- [Instructions to follow]
Each record that follows must be given again without alteration.

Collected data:
■ ■ ■ ■

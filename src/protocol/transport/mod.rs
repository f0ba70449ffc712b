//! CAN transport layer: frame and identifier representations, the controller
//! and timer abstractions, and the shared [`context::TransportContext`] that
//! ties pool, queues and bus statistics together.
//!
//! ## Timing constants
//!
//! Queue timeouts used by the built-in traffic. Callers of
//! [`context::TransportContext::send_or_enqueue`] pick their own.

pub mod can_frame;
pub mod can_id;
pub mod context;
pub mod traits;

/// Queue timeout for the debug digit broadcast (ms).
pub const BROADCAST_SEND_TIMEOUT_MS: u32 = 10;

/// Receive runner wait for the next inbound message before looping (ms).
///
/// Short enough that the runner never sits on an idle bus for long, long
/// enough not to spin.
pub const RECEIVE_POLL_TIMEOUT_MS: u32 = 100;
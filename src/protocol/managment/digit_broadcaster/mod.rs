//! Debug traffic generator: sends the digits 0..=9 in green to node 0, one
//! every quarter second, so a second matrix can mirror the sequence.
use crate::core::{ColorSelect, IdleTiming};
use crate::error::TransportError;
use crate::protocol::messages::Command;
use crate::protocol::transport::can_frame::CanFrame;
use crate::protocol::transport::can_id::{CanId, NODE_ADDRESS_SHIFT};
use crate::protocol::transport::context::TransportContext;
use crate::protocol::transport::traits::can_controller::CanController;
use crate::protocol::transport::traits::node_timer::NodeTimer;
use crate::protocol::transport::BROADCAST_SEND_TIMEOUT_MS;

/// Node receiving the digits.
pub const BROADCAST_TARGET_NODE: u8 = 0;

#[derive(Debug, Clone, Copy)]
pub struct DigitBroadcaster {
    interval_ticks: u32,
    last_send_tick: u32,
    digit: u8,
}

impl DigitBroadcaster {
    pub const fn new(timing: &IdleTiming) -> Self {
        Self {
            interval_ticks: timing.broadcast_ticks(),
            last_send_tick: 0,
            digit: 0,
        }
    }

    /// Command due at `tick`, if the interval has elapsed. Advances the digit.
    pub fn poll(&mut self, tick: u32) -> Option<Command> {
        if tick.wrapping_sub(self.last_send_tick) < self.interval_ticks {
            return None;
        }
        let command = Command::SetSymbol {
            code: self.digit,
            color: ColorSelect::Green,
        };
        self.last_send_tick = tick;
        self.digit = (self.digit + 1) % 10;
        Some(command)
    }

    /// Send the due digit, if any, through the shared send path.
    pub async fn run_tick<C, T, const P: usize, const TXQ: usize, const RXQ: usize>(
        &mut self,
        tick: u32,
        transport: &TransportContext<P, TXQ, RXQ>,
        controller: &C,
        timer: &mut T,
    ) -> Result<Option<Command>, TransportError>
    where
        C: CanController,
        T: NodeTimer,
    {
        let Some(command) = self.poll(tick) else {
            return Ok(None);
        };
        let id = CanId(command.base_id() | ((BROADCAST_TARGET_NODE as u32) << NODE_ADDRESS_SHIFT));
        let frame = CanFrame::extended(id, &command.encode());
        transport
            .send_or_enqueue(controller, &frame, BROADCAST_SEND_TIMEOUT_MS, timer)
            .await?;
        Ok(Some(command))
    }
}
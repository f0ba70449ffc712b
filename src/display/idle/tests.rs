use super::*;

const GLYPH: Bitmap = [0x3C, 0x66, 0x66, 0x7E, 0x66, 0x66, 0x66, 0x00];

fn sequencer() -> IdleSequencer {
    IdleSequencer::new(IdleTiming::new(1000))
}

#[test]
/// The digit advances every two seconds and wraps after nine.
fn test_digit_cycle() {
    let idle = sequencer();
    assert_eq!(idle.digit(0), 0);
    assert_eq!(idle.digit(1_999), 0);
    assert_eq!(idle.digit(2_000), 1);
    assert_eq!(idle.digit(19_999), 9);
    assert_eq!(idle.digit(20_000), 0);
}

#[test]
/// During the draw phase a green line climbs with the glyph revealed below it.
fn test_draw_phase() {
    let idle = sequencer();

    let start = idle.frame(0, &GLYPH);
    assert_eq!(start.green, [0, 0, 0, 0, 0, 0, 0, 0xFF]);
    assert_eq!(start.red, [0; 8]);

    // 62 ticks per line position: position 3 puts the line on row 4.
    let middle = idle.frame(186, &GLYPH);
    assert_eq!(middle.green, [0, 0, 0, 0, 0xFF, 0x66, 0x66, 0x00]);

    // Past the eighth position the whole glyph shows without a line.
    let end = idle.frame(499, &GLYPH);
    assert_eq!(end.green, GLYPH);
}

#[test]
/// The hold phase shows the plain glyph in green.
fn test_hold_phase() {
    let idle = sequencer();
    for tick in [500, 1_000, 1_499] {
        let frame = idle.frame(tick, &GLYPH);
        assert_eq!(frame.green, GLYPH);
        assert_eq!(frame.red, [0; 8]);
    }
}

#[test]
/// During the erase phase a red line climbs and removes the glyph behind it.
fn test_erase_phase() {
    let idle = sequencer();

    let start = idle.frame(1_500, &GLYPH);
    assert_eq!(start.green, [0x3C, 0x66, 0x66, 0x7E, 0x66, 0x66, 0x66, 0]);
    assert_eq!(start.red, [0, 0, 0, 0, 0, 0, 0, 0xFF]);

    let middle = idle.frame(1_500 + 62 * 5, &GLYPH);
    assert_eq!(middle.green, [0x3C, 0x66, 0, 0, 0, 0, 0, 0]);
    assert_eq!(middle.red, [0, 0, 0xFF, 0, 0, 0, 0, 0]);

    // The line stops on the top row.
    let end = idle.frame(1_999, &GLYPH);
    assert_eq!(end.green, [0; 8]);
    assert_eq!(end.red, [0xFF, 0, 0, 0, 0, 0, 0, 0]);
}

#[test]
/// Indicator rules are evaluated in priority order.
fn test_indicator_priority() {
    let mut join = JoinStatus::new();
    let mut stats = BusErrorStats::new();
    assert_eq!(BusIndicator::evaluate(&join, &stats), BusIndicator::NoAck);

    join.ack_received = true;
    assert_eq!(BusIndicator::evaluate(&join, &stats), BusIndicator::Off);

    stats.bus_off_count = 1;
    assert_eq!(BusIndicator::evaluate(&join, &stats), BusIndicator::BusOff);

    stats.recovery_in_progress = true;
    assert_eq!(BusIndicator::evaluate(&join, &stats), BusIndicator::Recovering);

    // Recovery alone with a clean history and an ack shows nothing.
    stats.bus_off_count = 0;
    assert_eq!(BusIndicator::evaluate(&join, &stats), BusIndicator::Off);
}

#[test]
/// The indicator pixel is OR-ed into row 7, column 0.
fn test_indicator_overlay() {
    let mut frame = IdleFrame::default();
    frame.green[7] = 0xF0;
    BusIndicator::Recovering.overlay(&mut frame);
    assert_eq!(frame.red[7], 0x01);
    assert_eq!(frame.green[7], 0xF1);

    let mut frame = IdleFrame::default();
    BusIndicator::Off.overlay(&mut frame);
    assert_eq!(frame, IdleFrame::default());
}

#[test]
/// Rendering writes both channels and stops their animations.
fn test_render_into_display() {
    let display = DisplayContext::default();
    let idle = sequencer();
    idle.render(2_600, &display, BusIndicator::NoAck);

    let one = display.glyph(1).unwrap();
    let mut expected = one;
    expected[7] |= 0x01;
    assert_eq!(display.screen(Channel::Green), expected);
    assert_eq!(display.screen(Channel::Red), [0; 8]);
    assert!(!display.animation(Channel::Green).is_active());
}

■ ■ ■ ■

- [Your response]
filename src/protocol/transport/mod.rs
repository f0ba70449ffc712b
//! CAN transport layer: frame and identifier representations, the controller
//! and timer abstractions, and the shared [`context::TransportContext`] that
//! ties pool, queues and bus statistics together.
//!
//! ## Timing constants
//!
//! Queue timeouts used by the built-in traffic. Callers of
//! [`context::TransportContext::send_or_enqueue`] pick their own.

pub mod can_frame;
pub mod can_id;
pub mod context;
pub mod traits;

/// Queue timeout for the debug digit broadcast (ms).
pub const BROADCAST_SEND_TIMEOUT_MS: u32 = 10;

/// Receive runner wait for the next inbound message before looping (ms).
///
/// Short enough that the runner never sits on an idle bus for long, long
/// enough not to spin.
pub const RECEIVE_POLL_TIMEOUT_MS: u32 = 100;
filename src/protocol/managment/digit_broadcaster/mod.rs
//! Debug traffic generator: sends the digits 0..=9 in green to node 0, one
//! every quarter second, so a second matrix can mirror the sequence.
use crate::core::{ColorSelect, IdleTiming};
use crate::error::TransportError;
use crate::protocol::messages::Command;
use crate::protocol::transport::can_frame::CanFrame;
use crate::protocol::transport::can_id::{CanId, NODE_ADDRESS_SHIFT};
use crate::protocol::transport::context::TransportContext;
use crate::protocol::transport::traits::can_controller::CanController;
use crate::protocol::transport::traits::node_timer::NodeTimer;
use crate::protocol::transport::BROADCAST_SEND_TIMEOUT_MS;

/// Node receiving the digits.
pub const BROADCAST_TARGET_NODE: u8 = 0;

#[derive(Debug, Clone, Copy)]
pub struct DigitBroadcaster {
    interval_ticks: u32,
    last_send_tick: u32,
    digit: u8,
}

impl DigitBroadcaster {
    pub const fn new(timing: &IdleTiming) -> Self {
        Self {
            interval_ticks: timing.broadcast_ticks(),
            last_send_tick: 0,
            digit: 0,
        }
    }

    /// Command due at `tick`, if the interval has elapsed. Advances the digit.
    pub fn poll(&mut self, tick: u32) -> Option<Command> {
        if tick.wrapping_sub(self.last_send_tick) < self.interval_ticks {
            return None;
        }
        let command = Command::SetSymbol {
            code: self.digit,
            color: ColorSelect::Green,
        };
        self.last_send_tick = tick;
        self.digit = (self.digit + 1) % 10;
        Some(command)
    }

    /// Send the due digit, if any, through the shared send path.
    pub async fn run_tick<C, T, const P: usize, const TXQ: usize, const RXQ: usize>(
        &mut self,
        tick: u32,
        transport: &TransportContext<P, TXQ, RXQ>,
        controller: &C,
        timer: &mut T,
    ) -> Result<Option<Command>, TransportError>
    where
        C: CanController,
        T: NodeTimer,
    {
        let Some(command) = self.poll(tick) else {
            return Ok(None);
        };
        let id = CanId(command.base_id() | ((BROADCAST_TARGET_NODE as u32) << NODE_ADDRESS_SHIFT));
        let frame = CanFrame::extended(id, &command.encode());
        transport
            .send_or_enqueue(controller, &frame, BROADCAST_SEND_TIMEOUT_MS, timer)
            .await?;
        Ok(Some(command))
    }
}
repository f0ba70449ffc712b
filename src/display/idle/tests.rs
use super::*;

const GLYPH: Bitmap = [0x3C, 0x66, 0x66, 0x7E, 0x66, 0x66, 0x66, 0x00];

fn sequencer() -> IdleSequencer {
    IdleSequencer::new(IdleTiming::new(1000))
}

#[test]
/// The digit advances every two seconds and wraps after nine.
fn test_digit_cycle() {
    let idle = sequencer();
    assert_eq!(idle.digit(0), 0);
    assert_eq!(idle.digit(1_999), 0);
    assert_eq!(idle.digit(2_000), 1);
    assert_eq!(idle.digit(19_999), 9);
    assert_eq!(idle.digit(20_000), 0);
}

#[test]
/// During the draw phase a green line climbs with the glyph revealed below it.
fn test_draw_phase() {
    let idle = sequencer();

    let start = idle.frame(0, &GLYPH);
    assert_eq!(start.green, [0, 0, 0, 0, 0, 0, 0, 0xFF]);
    assert_eq!(start.red, [0; 8]);

    // 62 ticks per line position: position 3 puts the line on row 4.
    let middle = idle.frame(186, &GLYPH);
    assert_eq!(middle.green, [0, 0, 0, 0, 0xFF, 0x66, 0x66, 0x00]);

    // Past the eighth position the whole glyph shows without a line.
    let end = idle.frame(499, &GLYPH);
    assert_eq!(end.green, GLYPH);
}

#[test]
/// The hold phase shows the plain glyph in green.
fn test_hold_phase() {
    let idle = sequencer();
    for tick in [500, 1_000, 1_499] {
        let frame = idle.frame(tick, &GLYPH);
        assert_eq!(frame.green, GLYPH);
        assert_eq!(frame.red, [0; 8]);
    }
}

#[test]
/// During the erase phase a red line climbs and removes the glyph behind it.
fn test_erase_phase() {
    let idle = sequencer();

    let start = idle.frame(1_500, &GLYPH);
    assert_eq!(start.green, [0x3C, 0x66, 0x66, 0x7E, 0x66, 0x66, 0x66, 0]);
    assert_eq!(start.red, [0, 0, 0, 0, 0, 0, 0, 0xFF]);

    let middle = idle.frame(1_500 + 62 * 5, &GLYPH);
    assert_eq!(middle.green, [0x3C, 0x66, 0, 0, 0, 0, 0, 0]);
    assert_eq!(middle.red, [0, 0, 0xFF, 0, 0, 0, 0, 0]);

    // The line stops on the top row.
    let end = idle.frame(1_999, &GLYPH);
    assert_eq!(end.green, [0; 8]);
    assert_eq!(end.red, [0xFF, 0, 0, 0, 0, 0, 0, 0]);
}

#[test]
/// Indicator rules are evaluated in priority order.
fn test_indicator_priority() {
    let mut join = JoinStatus::new();
    let mut stats = BusErrorStats::new();
    assert_eq!(BusIndicator::evaluate(&join, &stats), BusIndicator::NoAck);

    join.ack_received = true;
    assert_eq!(BusIndicator::evaluate(&join, &stats), BusIndicator::Off);

    stats.bus_off_count = 1;
    assert_eq!(BusIndicator::evaluate(&join, &stats), BusIndicator::BusOff);

    stats.recovery_in_progress = true;
    assert_eq!(BusIndicator::evaluate(&join, &stats), BusIndicator::Recovering);

    // Recovery alone with a clean history and an ack shows nothing.
    stats.bus_off_count = 0;
    assert_eq!(BusIndicator::evaluate(&join, &stats), BusIndicator::Off);
}

#[test]
/// The indicator pixel is OR-ed into row 7, column 0.
fn test_indicator_overlay() {
    let mut frame = IdleFrame::default();
    frame.green[7] = 0xF0;
    BusIndicator::Recovering.overlay(&mut frame);
    assert_eq!(frame.red[7], 0x01);
    assert_eq!(frame.green[7], 0xF1);

    let mut frame = IdleFrame::default();
    BusIndicator::Off.overlay(&mut frame);
    assert_eq!(frame, IdleFrame::default());
}

#[test]
/// Rendering writes both channels and stops their animations.
fn test_render_into_display() {
    let display = DisplayContext::default();
    let idle = sequencer();
    idle.render(2_600, &display, BusIndicator::NoAck);

    let one = display.glyph(1).unwrap();
    let mut expected = one;
    expected[7] |= 0x01;
    assert_eq!(display.screen(Channel::Green), expected);
    assert_eq!(display.screen(Channel::Red), [0; 8]);
    assert!(!display.animation(Channel::Green).is_active());
}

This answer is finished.